Больше тут находиться я не могла. Просто не могла. Меня уже реально трясло. И никакой сад не спасал.

Чувствуя ужасную слабость, я вызвала такси, указав конечным адресом адрес пустующей московской квартиры, которую мы временно не сдавали. Теперь это было весьма кстати.

За вещами я решила вернуться тогда, когда в доме никого не будет. Сборов не на один час, а заходить в дом я больше не хотела. Единственное, чего я опасалась, что Лёва сменит замок. Но уехать сейчас — точно было и безопаснее и просто душевно комфортнее.

А потом я поняла, что войти в дом мне всё равно придётся. Потому что я там сумочку свою оставила. А в ней кошелёк с банковскими картами, наличкой и паспортом.

Я ещё немного посидела в саду, собралась с духом и поднялась со скамейки.

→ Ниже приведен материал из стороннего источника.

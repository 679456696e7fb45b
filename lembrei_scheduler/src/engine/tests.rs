use chrono::{TimeDelta, TimeZone};

use crate::test_util::TokioClock;

use super::*;

fn t0() -> DateTime<Utc> {
    Utc.with_ymd_and_hms(2025, 5, 31, 12, 0, 0).unwrap()
}

fn one_hour() -> AlarmInterval {
    AlarmInterval::from_seconds(3600).unwrap()
}

fn engine() -> CountdownEngine {
    CountdownEngine::new(Arc::new(TokioClock::starting_at(t0())))
}

async fn wait(duration: Duration) {
    tokio::time::sleep(duration).await;
}

#[tokio::test(start_paused = true)]
async fn new_engine_is_inactive() {
    let engine = engine();
    assert_eq!(engine.state(), CountdownState::inactive());
    assert!(!engine.is_ticking());
}

#[tokio::test(start_paused = true)]
async fn activation_publishes_state_immediately() {
    let mut engine = engine();
    engine.activate(t0(), one_hour());

    let state = engine.state();
    assert_eq!(state.next_alarm_date, Some(t0() + TimeDelta::hours(1)));
    assert!((3599..=3600).contains(&state.remaining_seconds));
    assert!(engine.is_ticking());
}

#[tokio::test(start_paused = true)]
async fn countdown_refreshes_every_second() {
    let mut engine = engine();
    engine.activate(t0(), one_hour());
    let initial = engine.state().remaining_seconds;

    wait(Duration::from_millis(2500)).await;

    let later = engine.state().remaining_seconds;
    assert!(later < initial, "later = {later}, initial = {initial}");
    assert_eq!(later, 3598);
}

#[tokio::test(start_paused = true)]
async fn subscribers_see_every_refresh() {
    let mut engine = engine();
    let mut rx = engine.subscribe();
    engine.activate(t0(), one_hour());
    rx.borrow_and_update();

    rx.changed().await.unwrap();
    assert_eq!(rx.borrow_and_update().remaining_seconds, 3599);

    rx.changed().await.unwrap();
    assert_eq!(rx.borrow_and_update().remaining_seconds, 3598);
}

#[tokio::test(start_paused = true)]
async fn deactivation_resets_and_stops_ticking() {
    let mut engine = engine();
    engine.activate(t0(), one_hour());
    wait(Duration::from_millis(1500)).await;

    engine.deactivate();
    assert_eq!(engine.state(), CountdownState::inactive());
    assert!(!engine.is_ticking());

    let mut rx = engine.subscribe();
    rx.borrow_and_update();
    wait(Duration::from_secs(10)).await;

    assert!(!rx.has_changed().unwrap());
    assert_eq!(engine.state(), CountdownState::inactive());
}

#[tokio::test(start_paused = true)]
async fn reactivation_restarts_cycle_from_new_start() {
    let mut engine = engine();
    engine.activate(t0(), one_hour());
    wait(Duration::from_millis(600_500)).await;
    assert_eq!(engine.state().remaining_seconds, 3000);

    engine.deactivate();
    let restart = t0() + TimeDelta::milliseconds(600_500);
    engine.activate(restart, one_hour());

    let state = engine.state();
    assert_eq!(state.next_alarm_date, Some(restart + TimeDelta::hours(1)));
    assert_eq!(state.remaining_seconds, 3600);
}

#[tokio::test(start_paused = true)]
async fn crossing_a_boundary_advances_to_next_cycle() {
    let mut engine = engine();
    let interval = AlarmInterval::from_seconds(5).unwrap();
    engine.activate(t0(), interval);

    wait(Duration::from_millis(6500)).await;

    let state = engine.state();
    assert_eq!(state.next_alarm_date, Some(t0() + TimeDelta::seconds(10)));
    assert_eq!(state.remaining_seconds, 4);
}

#[tokio::test(start_paused = true)]
async fn overdue_start_reports_future_trigger() {
    let mut engine = engine();
    engine.activate(t0() - TimeDelta::seconds(7200), one_hour());

    let state = engine.state();
    assert!(state.next_alarm_date.unwrap() > t0());
    assert_eq!(state.remaining_seconds, 3600);
}

#[tokio::test(start_paused = true)]
async fn inactive_configuration_does_not_tick() {
    let mut engine = engine();
    engine.configure(Some(t0()), one_hour(), false);
    assert!(!engine.is_ticking());
    assert_eq!(engine.state(), CountdownState::inactive());

    engine.configure(None, one_hour(), true);
    assert!(!engine.is_ticking());
    assert_eq!(engine.state(), CountdownState::inactive());
}

#[tokio::test(start_paused = true)]
async fn reconfiguring_replaces_the_ticker() {
    let mut engine = engine();
    engine.activate(t0(), one_hour());
    engine.activate(t0(), AlarmInterval::from_seconds(60).unwrap());

    wait(Duration::from_millis(2500)).await;

    let state = engine.state();
    assert_eq!(state.next_alarm_date, Some(t0() + TimeDelta::seconds(60)));
    assert_eq!(state.remaining_seconds, 58);
}

#[tokio::test(start_paused = true)]
async fn dropping_the_engine_closes_the_channel() {
    let mut engine = engine();
    let mut rx = engine.subscribe();
    engine.activate(t0(), one_hour());
    drop(engine);

    wait(Duration::from_secs(2)).await;

    // The ticker held the last sender, so it must have exited.
    rx.borrow_and_update();
    assert!(rx.changed().await.is_err());
}
use tokio::task::JoinHandle;
use tokio_util::sync::CancellationToken;

/// Background task owned by exactly one holder. Dropping it cancels the task.
pub struct ScheduledTask {
    task_handle: JoinHandle<()>,
    cancellation_token: CancellationToken,
}

impl ScheduledTask {
    /// Spawns `work` with a token that is cancelled when this handle is
    /// cancelled or dropped.
    pub fn spawn<F, Fut>(work: F) -> Self
    where
        F: FnOnce(CancellationToken) -> Fut,
        Fut: Future<Output = ()> + Send + 'static,
    {
        let cancellation_token = CancellationToken::new();
        let task_handle = tokio::spawn(work(cancellation_token.child_token()));

        Self {
            task_handle,
            cancellation_token,
        }
    }

    pub fn cancel(&self) {
        self.cancellation_token.cancel();
    }

    /// Cancels the task and waits until it has stopped.
    pub async fn shutdown(mut self) {
        self.cancellation_token.cancel();
        if let Err(e) = (&mut self.task_handle).await {
            if e.is_panic() {
                log::error!("Scheduled task panicked: {e}");
            }
        }
    }
}

impl Drop for ScheduledTask {
    fn drop(&mut self) {
        self.cancellation_token.cancel();
    }
}
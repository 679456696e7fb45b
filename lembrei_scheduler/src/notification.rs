use async_trait::async_trait;
use chrono::{DateTime, Utc};
use lembrei_models::alarm::AlertType;

/// Platform facility that fires a local alert at a given instant.
///
/// At most one notification is pending; scheduling replaces it.
#[async_trait]
pub trait AlarmNotifier: Send + Sync + 'static {
    async fn schedule_notification(
        &self,
        at: DateTime<Utc>,
        alert_type: AlertType,
    ) -> anyhow::Result<()>;

    async fn cancel_notification(&self) -> anyhow::Result<()>;
}
mod alarm;
mod appsettings;
mod console;
mod haptics;
mod interaction;

use std::sync::Arc;

use alarm::AlarmController;
use console::{ConsoleHaptics, ConsoleNotifier};
use interaction::TerminalInteractionInterface;
use lembrei_scheduler::{AlarmScheduler, SystemClock};
use lembrei_storage::{AlarmConfigStorage, FileKeyValueStore};

#[tokio::main]
async fn main() -> anyhow::Result<()> {
    dotenvy::dotenv().ok();
    pretty_env_logger::init();

    let settings = appsettings::load()?;
    log::debug!("Loaded settings {settings:?}");

    let store = match FileKeyValueStore::open(&settings.storage.path).await {
        Ok(store) => store,
        Err(e) => {
            log::warn!("Unable to open alarm store, starting empty. [error = {e}]");
            FileKeyValueStore::empty(&settings.storage.path)
        }
    };
    log::info!("Using alarm store at {}", store.path().display());

    let notifier = Arc::new(ConsoleNotifier::new());
    let scheduler = AlarmScheduler::new(Arc::new(SystemClock), notifier.clone());
    let mut controller = AlarmController::load(
        AlarmConfigStorage::new(store),
        scheduler,
        Arc::new(ConsoleHaptics),
    )
    .await;

    TerminalInteractionInterface::start(&mut controller, &notifier).await?;

    log::info!("Shutting down");
    Ok(())
}
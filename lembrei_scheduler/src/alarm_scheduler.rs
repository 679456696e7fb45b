use std::sync::Arc;

use chrono::{DateTime, Utc};
use lembrei_models::{
    alarm::{AlarmInterval, AlertType},
    countdown::CountdownState,
};
use tokio::sync::watch;
use tokio_util::sync::CancellationToken;

use crate::{AlarmNotifier, Clock, CountdownEngine, ScheduledTask};

/// Runs the countdown and keeps the platform notification armed for the
/// upcoming trigger.
pub struct AlarmScheduler {
    clock: Arc<dyn Clock>,
    engine: CountdownEngine,
    notifier: Arc<dyn AlarmNotifier>,
    notification_sync: Option<ScheduledTask>,
}

impl AlarmScheduler {
    pub fn new(clock: Arc<dyn Clock>, notifier: Arc<dyn AlarmNotifier>) -> Self {
        let engine = CountdownEngine::new(Arc::clone(&clock));

        Self {
            clock,
            engine,
            notifier,
            notification_sync: None,
        }
    }

    pub fn subscribe(&self) -> watch::Receiver<CountdownState> {
        self.engine.subscribe()
    }

    pub fn state(&self) -> CountdownState {
        self.engine.state()
    }

    pub fn is_active(&self) -> bool {
        self.engine.is_ticking()
    }

    /// Starts a fresh cycle at the current time. An already running alarm is
    /// stopped first.
    pub async fn activate(
        &mut self,
        interval: AlarmInterval,
        alert_type: AlertType,
    ) -> DateTime<Utc> {
        if self.is_active() {
            if let Err(e) = self.deactivate().await {
                log::warn!("[NOTIFY] Unable to cancel previous notification. [error = {e:#}]");
            }
        }

        let start = self.clock.now();
        let rx = self.engine.subscribe();
        self.engine.activate(start, interval);

        let notifier = Arc::clone(&self.notifier);
        self.notification_sync = Some(ScheduledTask::spawn(move |cancellation_token| {
            sync_notifications(rx, notifier, alert_type, cancellation_token)
        }));

        start
    }

    /// Stops the countdown and withdraws the pending notification. The
    /// countdown is reset even when the notifier fails.
    pub async fn deactivate(&mut self) -> anyhow::Result<()> {
        if let Some(sync) = self.notification_sync.take() {
            sync.shutdown().await;
        }
        self.engine.deactivate();
        self.notifier.cancel_notification().await?;

        log::info!("[NOTIFY] Pending notification cancelled");
        Ok(())
    }
}

async fn sync_notifications(
    mut rx: watch::Receiver<CountdownState>,
    notifier: Arc<dyn AlarmNotifier>,
    alert_type: AlertType,
    cancellation_token: CancellationToken,
) {
    let mut scheduled_for = None;

    loop {
        let next_alarm_date = rx.borrow_and_update().next_alarm_date;
        if let Some(at) = next_alarm_date.filter(|at| scheduled_for != Some(*at)) {
            // One attempt per trigger, failures are not retried.
            scheduled_for = Some(at);
            match notifier.schedule_notification(at, alert_type).await {
                Ok(()) => log::info!("[NOTIFY] Scheduled {alert_type} alert at {at}"),
                Err(e) => {
                    log::warn!("[NOTIFY] Unable to schedule alert. [at = {at}, error = {e:#}]")
                }
            }
        }

        tokio::select! {
            biased;
            _ = cancellation_token.cancelled() => break,
            changed = rx.changed() => {
                if changed.is_err() {
                    break;
                }
            }
        }
    }
}
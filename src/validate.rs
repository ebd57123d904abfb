// src/validate.rs
//
// Structural gate in front of the normalizer. The check is permissive on
// vocabulary and strict only on shape: it decides whether caller-supplied
// data is worth normalizing at all, or whether the bundled sample chart
// should stand in.

use serde_json::Value;

use super::*;

const SECTION_KEYS: [&str; 5] = ["planets", "houses", "aspects", "asteroids", "angles"];

/// Proof that a raw value passed the structural checks. Borrowed so the
/// caller's value is never cloned just to be inspected.
#[derive(Debug, Clone, Copy)]
pub struct ValidChart<'a> {
    raw: &'a Value,
}

impl<'a> ValidChart<'a> {
    pub fn raw(&self) -> &'a Value {
        self.raw
    }

    pub fn chart(&self) -> Chart {
        normalize(self.raw)
    }
}

/// Structural validation of a chart-like value.
///
/// Accepts any object carrying at least one recognized section. Houses sent
/// as an array must form a plausible wheel (1 to 12 entries, integer house
/// numbers in 1..=12, cusps within 0..=360). Planet and asteroid fields are
/// optional but type-checked when present. Returns `None` on any structural
/// failure; nothing here panics or allocates an error.
pub fn validate(input: &Value) -> Option<ValidChart<'_>> {
    let object = input.as_object()?;

    if !SECTION_KEYS.iter().any(|key| object.contains_key(*key)) {
        return None;
    }

    if let Some(houses) = object.get("houses") {
        if let Some(items) = houses.as_array() {
            if items.is_empty() || items.len() > 12 {
                return None;
            }
            for item in items {
                let entry = item.as_object()?;
                let number = entry.get("number")?.as_i64()?;
                if !(1..=12).contains(&number) {
                    return None;
                }
                let cusp = entry.get("cusp")?.as_f64()?;
                if !(0.0..=360.0).contains(&cusp) {
                    return None;
                }
            }
        }
    }

    for key in ["planets", "asteroids"] {
        if let Some(section) = object.get(key) {
            let entries: Vec<&Value> = match section {
                Value::Array(items) => items.iter().collect(),
                Value::Object(record) => record.values().collect(),
                _ => return None,
            };
            for entry in entries {
                let body = entry.as_object()?;
                if let Some(position) = body.get("position") {
                    let p = position.as_f64()?;
                    if !(0.0..=360.0).contains(&p) {
                        return None;
                    }
                }
                if let Some(retrograde) = body.get("retrograde") {
                    if !retrograde.is_boolean() {
                        return None;
                    }
                }
            }
        }
    }

    Some(ValidChart { raw: input })
}

/// Validate-then-normalize, substituting the bundled sample chart when the
/// input fails the structural checks. This is the one "failure" path in the
/// whole subsystem and it is silent by design.
pub fn chart_or_sample(input: &Value) -> Chart {
    match validate(input) {
        Some(valid) => valid.chart(),
        None => sample::chart(),
    }
}
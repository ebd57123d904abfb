// src/normalize.rs
//
// Coerces a loosely shaped, upstream-supplied chart object into the canonical
// `Chart`. The upstream service is free to send each section as an array or as
// a keyed record; this boundary resolves that ambiguity immediately and never
// lets it leak further in. Normalization is total: malformed sections degrade
// to empty vecs, never to an error.

use serde_json::{Map, Value};

use super::*;

/// Which of the two upstream shapes a section arrived in.
enum SectionShape<'a> {
    Array(&'a Vec<Value>),
    Record(&'a Map<String, Value>),
    Missing,
}

impl<'a> SectionShape<'a> {
    fn of(section: Option<&'a Value>) -> Self {
        match section {
            Some(Value::Array(items)) => SectionShape::Array(items),
            Some(Value::Object(entries)) => SectionShape::Record(entries),
            _ => SectionShape::Missing,
        }
    }
}

/// Normalize a raw chart-like value into the canonical five-section `Chart`.
///
/// Total and side-effect-free: any input yields a `Chart`, with missing or
/// malformed sections reduced to empty vecs. Sign and degree-within-sign are
/// derived from absolute longitude where the input omits them, and planets
/// are placed into houses when the input carries exactly twelve cusps.
pub fn normalize(raw: &Value) -> Chart {
    let houses = normalize_houses(raw.get("houses"));

    // Planet-in-house lookup only works against a complete wheel.
    let cusps: Option<[f64; 12]> = if houses.len() == 12 {
        let mut wheel = [0.0; 12];
        for (i, house) in houses.iter().enumerate() {
            wheel[i] = house.cusp;
        }
        Some(wheel)
    } else {
        None
    };

    Chart {
        planets: normalize_planets(raw.get("planets"), cusps.as_ref()),
        houses,
        aspects: normalize_aspects(raw.get("aspects")),
        asteroids: normalize_asteroids(raw.get("asteroids"), cusps.as_ref()),
        angles: normalize_angles(raw.get("angles")),
    }
}

// ---------------------------
// ## Section ingestion
// ---------------------------

fn normalize_planets(section: Option<&Value>, cusps: Option<&[f64; 12]>) -> Vec<Planet> {
    match SectionShape::of(section) {
        SectionShape::Array(items) => items
            .iter()
            .filter_map(|item| item.as_object())
            .map(|entry| planet_from_entry(entry, None, cusps))
            .collect(),
        SectionShape::Record(entries) => entries
            .iter()
            .filter_map(|(key, value)| {
                value
                    .as_object()
                    .map(|entry| planet_from_entry(entry, Some(key), cusps))
            })
            .collect(),
        SectionShape::Missing => Vec::new(),
    }
}
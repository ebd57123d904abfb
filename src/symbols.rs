// src/symbols.rs
//
// Display glyphs for the closed astrological vocabularies, plus the small
// planet-in-sign interpretation table. Lookups are case-insensitive on the
// name strings the normalizer leaves in place, and every unknown name maps
// to a fallback glyph rather than an error.

/// Glyph for a planet name. Unknown planets render as `●`.
pub fn planet_glyph(name: &str) -> &'static str {
    match name.trim().to_ascii_lowercase().as_str() {
        "sun" => "☉",
        "moon" => "☽",
        "mercury" => "☿",
        "venus" => "♀",
        "mars" => "♂",
        "jupiter" => "♃",
        "saturn" => "♄",
        "uranus" => "♅",
        "neptune" => "♆",
        "pluto" => "♇",
        "north node" | "rahu" => "☊",
        "south node" | "ketu" => "☋",
        "chiron" => "⚷",
        _ => "●", // Fallback
    }
}

/// Glyph for a zodiac sign. Unknown signs render as `○`.
pub fn sign_glyph(name: &str) -> &'static str {
    match name.trim().to_ascii_lowercase().as_str() {
        "aries" => "♈",
        "taurus" => "♉",
        "gemini" => "♊",
        "cancer" => "♋",
        "leo" => "♌",
        "virgo" => "♍",
        "libra" => "♎",
        "scorpio" => "♏",
        "sagittarius" => "♐",
        "capricorn" => "♑",
        "aquarius" => "♒",
        "pisces" => "♓",
        _ => "○", // Fallback
    }
}

/// Glyph for an aspect type. Unknown types render as `◇`.
pub fn aspect_glyph(name: &str) -> &'static str {
    match name.trim().to_ascii_lowercase().as_str() {
        "conjunction" => "☌",
        "opposition" => "☍",
        "trine" => "△",
        "square" => "□",
        "sextile" => "⚹",
        "quincunx" => "⚻",
        "semisextile" => "⚺",
        "semisquare" => "∠",
        "sesquiquadrate" => "⚼",
        "quintile" => "Q",
        "biquintile" => "bQ",
        _ => "◇", // Fallback
    }
}

/// Glyph for an asteroid name, sharing the planet fallback `●`.
pub fn asteroid_glyph(name: &str) -> &'static str {
    match name.trim().to_ascii_lowercase().as_str() {
        "ceres" => "⚳",
        "pallas" => "⚴",
        "juno" => "⚵",
        "vesta" => "⚶",
        "chiron" => "⚷",
        _ => "●", // Fallback
    }
}

/// One-sentence reading for a planet in a sign. Pairs outside the table get
/// the generic "{planet} in {sign}".
pub fn interpretation(planet: &str, sign: &str) -> String {
    let tabulated = match (
        planet.trim().to_ascii_lowercase().as_str(),
        sign.trim().to_ascii_lowercase().as_str(),
    ) {
        ("sun", "aries") => Some("Identity expressed through bold, pioneering action."),
        ("sun", "taurus") => Some("Identity grounded in steadiness and material security."),
        ("sun", "gemini") => Some("Identity animated by curiosity and exchange of ideas."),
        ("sun", "cancer") => Some("Identity rooted in home, memory, and emotional ties."),
        ("sun", "leo") => Some("Identity radiating through creative self-expression."),
        ("sun", "virgo") => Some("Identity refined through service and careful craft."),
        ("sun", "libra") => Some("Identity balanced through partnership and fairness."),
        ("sun", "scorpio") => Some("Identity forged in intensity and transformation."),
        ("sun", "sagittarius") => Some("Identity expanded by exploration and meaning-seeking."),
        ("sun", "capricorn") => Some("Identity built through discipline and ambition."),
        ("sun", "aquarius") => Some("Identity oriented toward innovation and the collective."),
        ("sun", "pisces") => Some("Identity dissolved into imagination and compassion."),
        ("moon", "aries") => Some("Feelings flare quickly and demand direct expression."),
        ("moon", "taurus") => Some("Feelings settle into comfort, routine, and calm."),
        ("moon", "gemini") => Some("Feelings processed by talking and thinking them through."),
        ("moon", "cancer") => Some("Feelings run deep, protective, and tidal."),
        ("moon", "leo") => Some("Feelings warm, dramatic, and loyal at heart."),
        ("moon", "virgo") => Some("Feelings steadied by order, analysis, and usefulness."),
        ("moon", "libra") => Some("Feelings seek harmony and a responsive other."),
        ("moon", "scorpio") => Some("Feelings private, intense, and all-or-nothing."),
        ("moon", "sagittarius") => Some("Feelings lift with freedom, humor, and distance."),
        ("moon", "capricorn") => Some("Feelings contained, dutiful, and slow to trust."),
        ("moon", "aquarius") => Some("Feelings observed from a cool, curious remove."),
        ("moon", "pisces") => Some("Feelings porous, empathic, and dream-tinged."),
        _ => None,
    };
    match tabulated {
        Some(text) => text.to_string(),
        None => format!("{} in {}", planet, sign),
    }
}

#[cfg(test)]
mod tests {
    use super::*;

    #[test]
    fn known_vocabularies_resolve_to_glyphs() {
        assert_eq!(planet_glyph("Sun"), "☉");
        assert_eq!(planet_glyph("  pluto "), "♇");
        assert_eq!(sign_glyph("Virgo"), "♍");
        assert_eq!(aspect_glyph("Trine"), "△");
        assert_eq!(asteroid_glyph("Ceres"), "⚳");
    }

    #[test]
    fn unknown_names_fall_back_per_vocabulary() {
        assert_eq!(planet_glyph("Vulcan"), "●");
        assert_eq!(sign_glyph("Ophiuchus"), "○");
        assert_eq!(aspect_glyph("Novile"), "◇");
        assert_eq!(asteroid_glyph("Eris"), "●");
    }

    #[test]
    fn interpretation_falls_back_to_planet_in_sign() {
        assert_eq!(
            interpretation("Sun", "Leo"),
            "Identity radiating through creative self-expression."
        );
        assert_eq!(interpretation("Mercury", "Leo"), "Mercury in Leo");
        assert_eq!(interpretation("Sun", "Ophiuchus"), "Sun in Ophiuchus");
    }
}
use std::time::Duration;

use anyhow::{Result, bail};
use clap::{Args, Parser, Subcommand};
use tracing_subscriber::EnvFilter;

use cinelog_client::{PageFetcher, PosterEnricher};
use cinelog_core::catalog::{CatalogConfig, CatalogService, CrawlSource};
use cinelog_core::throttle::PacedFetcher;
use cinelog_core::traits::SystemClock;

#[derive(Parser)]
#[command(name = "cinelog", version, about = "One-shot movie-diary crawls")]
struct Cli {
    #[command(subcommand)]
    command: Commands,
}

#[derive(Args)]
struct SourceOpts {
    /// Source-site username whose diary to crawl
    #[arg(short, long, env = "CINELOG_USER")]
    user: String,

    #[arg(long, env = "CINELOG_BASE_URL", default_value = "https://letterboxd.com")]
    base_url: String,

    /// Safety ceiling on pages fetched per listing
    #[arg(long, env = "CINELOG_MAX_PAGES")]
    max_pages: Option<usize>,

    /// Whole-crawl timeout in seconds
    #[arg(long, env = "CINELOG_CRAWL_TIMEOUT_SECS")]
    timeout_secs: Option<u64>,

    /// Page fetch transport: "static" or "browser"
    #[arg(long, env = "CINELOG_FETCH_MODE", default_value = "static")]
    mode: String,

    /// Minimum interval between page fetches, in milliseconds
    #[arg(long, env = "CINELOG_FETCH_DELAY_MS", default_value_t = 250)]
    delay_ms: u64,

    /// TMDB key enabling poster enrichment
    #[arg(long, env = "TMDB_API_KEY")]
    tmdb_key: Option<String>,
}

#[derive(Subcommand)]
enum Commands {
    /// Crawl the diary and print the records as JSON
    Crawl {
        #[command(flatten)]
        opts: SourceOpts,

        /// Logical source: films, diary, feed, or merged
        #[arg(short, long, default_value = "merged")]
        source: String,

        /// Pretty-print the JSON output
        #[arg(long, default_value_t = false)]
        pretty: bool,
    },

    /// Look a single record up by its id
    Item {
        #[command(flatten)]
        opts: SourceOpts,

        /// Record id, e.g. "the-matrix"
        #[arg(short, long)]
        id: String,
    },
}

#[tokio::main]
async fn main() -> Result<()> {
    // Load .env if present
    let _ = dotenvy::dotenv();

    tracing_subscriber::fmt()
        .with_env_filter(EnvFilter::from_default_env().add_directive("cinelog=info".parse()?))
        .with_target(false)
        .with_writer(std::io::stderr)
        .init();

    let cli = Cli::parse();

    match cli.command {
        Commands::Crawl {
            opts,
            source,
            pretty,
        } => {
            let service = build_service(&opts).await?;
            let records = service.build_records(parse_source(&source)?).await?;

            let json = if pretty {
                serde_json::to_string_pretty(&records)?
            } else {
                serde_json::to_string(&records)?
            };
            println!("{json}");
        }

        Commands::Item { opts, id } => {
            let service = build_service(&opts).await?;
            match service.get_item(&id).await {
                Some(record) => println!("{}", serde_json::to_string_pretty(&record)?),
                None => bail!("no record with id '{id}'"),
            }
        }
    }

    Ok(())
}

fn parse_source(source: &str) -> Result<CrawlSource> {
    match source {
        "films" => Ok(CrawlSource::Films),
        "diary" => Ok(CrawlSource::Diary),
        "feed" => Ok(CrawlSource::Feed),
        "merged" => Ok(CrawlSource::Merged),
        other => bail!("unknown source '{other}' (expected films, diary, feed, or merged)"),
    }
}

async fn build_service(
    opts: &SourceOpts,
) -> Result<CatalogService<PacedFetcher<PageFetcher>, PosterEnricher, SystemClock>> {
    let fetcher = PageFetcher::from_mode(&opts.mode, Duration::from_secs(30), None).await?;
    let fetcher = PacedFetcher::new(fetcher, Duration::from_millis(opts.delay_ms));
    let enricher = PosterEnricher::from_key(opts.tmdb_key.as_deref())?;

    let config = CatalogConfig::new(&opts.user)
        .with_base_url(&opts.base_url)
        .with_max_pages(opts.max_pages)
        .with_crawl_timeout(opts.timeout_secs.map(Duration::from_secs));

    Ok(CatalogService::new(config, fetcher, enricher, SystemClock))
}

И тут с гулким и чуть звенящим стуком распахнулась дверь, выходящая на полукруглый балкон на втором этаже. Я подняла глаза и увидела Лёву с огромным ворохом моей одежды в руках.

— Пошла вон, блядь! — крикнул он, и сбросил одежду с балкона. Частично разлетевшись платьями, блузками и нижним бельём, она шмякнулась на асфальт.

Вслед за нею полетела сумка с обувью, которую Лёва, судя по всему, захватил с первого этажа. Сумка упала громче и из неё вывалились пара разных туфель и кеды.

Лёва скрылся за занавесью, и спустя несколько секунд вернулся на балкон с новой охапкой одежды. Я понимала, что ему больно, но жаль мне его не было. И стыда я не чувствовала.

— Вали к своим ёбырям!

Рыжеволосая Наташа, судя по всему, решила отсидеться внутри, пока всё не закончится. А я не собиралась это затягивать.

Площадка перед домом превратилась в какой-то бардак в прачечной или что-то наподобие. Одежда отлетела и на газон и клумбы у дома.

Поднимать я, естественно, ничего не стала. Не на его глазах точно. Сам поднимет. А даже если и выкинет потом, ничего. Переживу. Куплю новую.

Лёва снова скрылся из виду и я, опасаясь, что он сейчас снова начнёт сбрасывать с балкона другие мои вещи, быстро прошла к двери. Открыв её и быстро взяв сумочку, дождалась под карнизом новой порции матерных оскорблений и сброшенных вещей. На этот раз это были альбомы с фотографиями и несколько моих книг — и новой порции мата. Так что я не напрасно подождала. Книг отчего-то стало жальче всего.

А затем стремительно вышла и, обойдя дом, направилась к воротам встречать такси.

Машина подъехала минут через пять, когда я уже прошла солидную часть пути до общей в посёлке дороги.